(DATA FOR PROCESSING Opens)

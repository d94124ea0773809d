//! Google Identity Provider
//!
//! Implementation of `IdentityProvider` for "Sign in with Google". The
//! client completes the consent screen and posts back the authorization
//! code; the server exchanges it and reads the OpenID userinfo.

use std::time::Duration;

use async_trait::async_trait;
use onboarding_core::{CapabilityError, IdentityProvider, VerifiedIdentity};
use serde::Deserialize;

use crate::error::{status_error, Result, RuntimeError};

const TOKEN_URL: &str = "https://oauth2.googleapis.com/token";
const USERINFO_URL: &str = "https://openidconnect.googleapis.com/v1/userinfo";

/// Google OAuth client configuration
#[derive(Clone, Debug)]
pub struct GoogleConfig {
    pub client_id: String,
    pub client_secret: String,
    pub redirect_uri: String,

    /// Per-request timeout in seconds
    pub timeout_secs: u64,
}

impl GoogleConfig {
    /// Read `GOOGLE_CLIENT_ID`, `GOOGLE_CLIENT_SECRET`, `GOOGLE_REDIRECT_URI`
    pub fn from_env() -> Result<Self> {
        let var = |key: &str| {
            std::env::var(key).map_err(|_| RuntimeError::Config(format!("{key} not set")))
        };

        Ok(Self {
            client_id: var("GOOGLE_CLIENT_ID")?,
            client_secret: var("GOOGLE_CLIENT_SECRET")?,
            redirect_uri: var("GOOGLE_REDIRECT_URI")?,
            timeout_secs: 10,
        })
    }
}

#[derive(Debug, Deserialize)]
struct TokenResponse {
    access_token: String,
}

#[derive(Debug, Deserialize)]
struct UserInfo {
    email: Option<String>,
    #[serde(default)]
    email_verified: bool,
    given_name: Option<String>,
    family_name: Option<String>,
}

impl UserInfo {
    fn into_identity(self) -> Result<VerifiedIdentity> {
        let email = self
            .email
            .ok_or_else(|| RuntimeError::InvalidResponse("userinfo has no email".into()))?;
        Ok(VerifiedIdentity {
            email,
            email_verified: self.email_verified,
            given_name: self.given_name,
            family_name: self.family_name,
        })
    }
}

/// Google OAuth identity provider
pub struct GoogleIdentityProvider {
    http: reqwest::Client,
    config: GoogleConfig,
}

impl GoogleIdentityProvider {
    pub fn new(config: GoogleConfig) -> Result<Self> {
        let http = reqwest::Client::builder()
            .timeout(Duration::from_secs(config.timeout_secs))
            .build()?;
        Ok(Self { http, config })
    }

    /// Create from environment variables
    pub fn from_env() -> Result<Self> {
        Self::new(GoogleConfig::from_env()?)
    }

    async fn exchange_code(&self, code: &str) -> Result<String> {
        let response = self
            .http
            .post(TOKEN_URL)
            .form(&[
                ("code", code),
                ("client_id", self.config.client_id.as_str()),
                ("client_secret", self.config.client_secret.as_str()),
                ("redirect_uri", self.config.redirect_uri.as_str()),
                ("grant_type", "authorization_code"),
            ])
            .send()
            .await?;

        let status = response.status();
        if !status.is_success() {
            let body = response.text().await.unwrap_or_default();
            return Err(status_error(status, &body));
        }
        let token: TokenResponse = response
            .json()
            .await
            .map_err(|e| RuntimeError::InvalidResponse(e.to_string()))?;
        Ok(token.access_token)
    }

    async fn userinfo(&self, access_token: &str) -> Result<VerifiedIdentity> {
        let response = self
            .http
            .get(USERINFO_URL)
            .bearer_auth(access_token)
            .send()
            .await?;

        let status = response.status();
        if !status.is_success() {
            let body = response.text().await.unwrap_or_default();
            return Err(status_error(status, &body));
        }
        response
            .json::<UserInfo>()
            .await
            .map_err(|e| RuntimeError::InvalidResponse(e.to_string()))?
            .into_identity()
    }
}

#[async_trait]
impl IdentityProvider for GoogleIdentityProvider {
    async fn resolve(&self, assertion: &str) -> std::result::Result<VerifiedIdentity, CapabilityError> {
        let access_token = self.exchange_code(assertion).await.inspect_err(|e| {
            tracing::warn!(error = %e, "google code exchange failed");
        })?;
        let identity = self.userinfo(&access_token).await?;
        tracing::debug!(email_verified = identity.email_verified, "google identity resolved");
        Ok(identity)
    }

    fn name(&self) -> &str {
        "google"
    }
}

#[cfg(test)]
mod tests {
    use super::*;

    #[test]
    fn test_userinfo_maps_to_identity() {
        let info: UserInfo = serde_json::from_str(
            r#"{"sub":"1","email":"jane@example.com","email_verified":true,"given_name":"Jane","family_name":"Doe","picture":"x"}"#,
        )
        .unwrap();
        let identity = info.into_identity().unwrap();
        assert_eq!(identity.email, "jane@example.com");
        assert!(identity.email_verified);
        assert_eq!(identity.given_name.as_deref(), Some("Jane"));
    }

    #[test]
    fn test_userinfo_without_email_is_invalid() {
        let info: UserInfo = serde_json::from_str(r#"{"sub":"1"}"#).unwrap();
        assert!(matches!(info.into_identity(), Err(RuntimeError::InvalidResponse(_))));
    }

    #[test]
    fn test_provider_builds_from_config() {
        let provider = GoogleIdentityProvider::new(GoogleConfig {
            client_id: "id".into(),
            client_secret: "secret".into(),
            redirect_uri: "https://app.test/oauth".into(),
            timeout_secs: 5,
        })
        .unwrap();
        assert_eq!(provider.name(), "google");
    }
}
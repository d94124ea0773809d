//! # onboarding-payments
//!
//! Stripe implementation of the onboarding [`PaymentGateway`].
//!
//! Uses Stripe Checkout (hosted): the client is redirected to Stripe's page
//! and comes back to the success or cancel URL. The outcome arrives later as
//! a signed webhook, which this crate verifies and reduces to a
//! [`PaymentNotice`](onboarding_core::PaymentNotice).
//!
//! ```text
//! ┌─────────────┐     ┌─────────────────┐     ┌─────────────┐
//! │  Onboarding │────▶│  Stripe Hosted  │────▶│  Onboarding │
//! │  (payment)  │     │  Checkout Page  │     │  (success)  │
//! └─────────────┘     └────────┬────────┘     └─────────────┘
//!                              │ webhook
//!                              ▼
//!                     POST /webhook/payment
//! ```
//!
//! ## Usage
//!
//! ```rust,ignore
//! use onboarding_payments::StripeGateway;
//!
//! let gateway = StripeGateway::from_env()?;
//! let capabilities = Capabilities {
//!     payments: Arc::new(gateway),
//!     ..
//! };
//! ```

mod checkout;
mod error;
mod webhook;

pub use checkout::{StripeGateway, UnconfiguredGateway};
pub use error::{PaymentError, Result};
pub use webhook::notice_from_event;

pub use onboarding_core::PaymentGateway;
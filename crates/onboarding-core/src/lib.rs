//! # onboarding-core
//!
//! Resumable onboarding session state machine with identity, payment and
//! commit sub-flows.
//!
//! ## Architecture
//!
//! ```text
//! ┌──────────────────────────────────────────────────────────────────┐
//! │                       OnboardingService                           │
//! │  ┌────────────┐  ┌────────────┐  ┌────────────┐  ┌────────────┐  │
//! │  │ Resolution │  │  Identity  │  │  Payment   │  │   Commit   │  │
//! │  │   Policy   │  │  Sub-flow  │  │   Bridge   │  │Orchestrator│  │
//! │  └─────┬──────┘  └─────┬──────┘  └─────┬──────┘  └─────┬──────┘  │
//! │        └───────────────┴───────┬───────┴───────────────┘         │
//! │                        Transition Engine                          │
//! │                     SessionStore / Ledger                         │
//! └──────────────────────────────────────────────────────────────────┘
//! ```
//!
//! External capabilities (`IdentityProvider`, `NotificationSink`,
//! `PaymentGateway`) are traits so Google, Resend or Stripe can be swapped
//! for the in-process mocks without touching the flow.

pub mod account;
pub mod clock;
pub mod commit;
pub mod config;
pub mod engine;
pub mod error;
pub mod identity;
pub mod payment;
pub mod plan;
pub mod resolution;
pub mod service;
pub mod session;
pub mod store;

pub use account::{CommitReceipt, User, UserId, WorkspaceId, BusinessId, SubscriptionId};
pub use clock::{Clock, ManualClock, SystemClock};
pub use config::OnboardingConfig;
pub use engine::{Event, Step};
pub use error::{CapabilityError, OnboardingError, Result};
pub use identity::{IdentityProof, IdentityProvider, Notification, NotificationSink, VerifiedIdentity};
pub use payment::{
    Checkout, CheckoutLink, CheckoutRequest, PaymentGateway, PaymentNotice, PaymentOutcome,
    WebhookDisposition,
};
pub use plan::{BillingInterval, Plan, PlanCatalog};
pub use resolution::StartOutcome;
pub use service::{Capabilities, OnboardingService};
pub use session::{
    BusinessDraft, ConflictSummary, OnboardingSession, PaymentStatus, SessionSummary, SessionToken,
    Stage,
};
pub use store::{Ledger, MemoryBackend, SessionStore};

(DATA FOR PROCESSING Closes)

TASK TO COMPLETE: Beginning with the very first line of the material above, give each line again exactly, ending with the line that contains "use serde::Deserialize;".

EXERCISE RESULT:
repository d94124ea0773809d
//! Google Identity Provider
//!
//! Implementation of `IdentityProvider` for "Sign in with Google". The
//! client completes the consent screen and posts back the authorization
//! code; the server exchanges it and reads the OpenID userinfo.

use std::time::Duration;

use async_trait::async_trait;
use onboarding_core::{CapabilityError, IdentityProvider, VerifiedIdentity};
use serde::Deserialize;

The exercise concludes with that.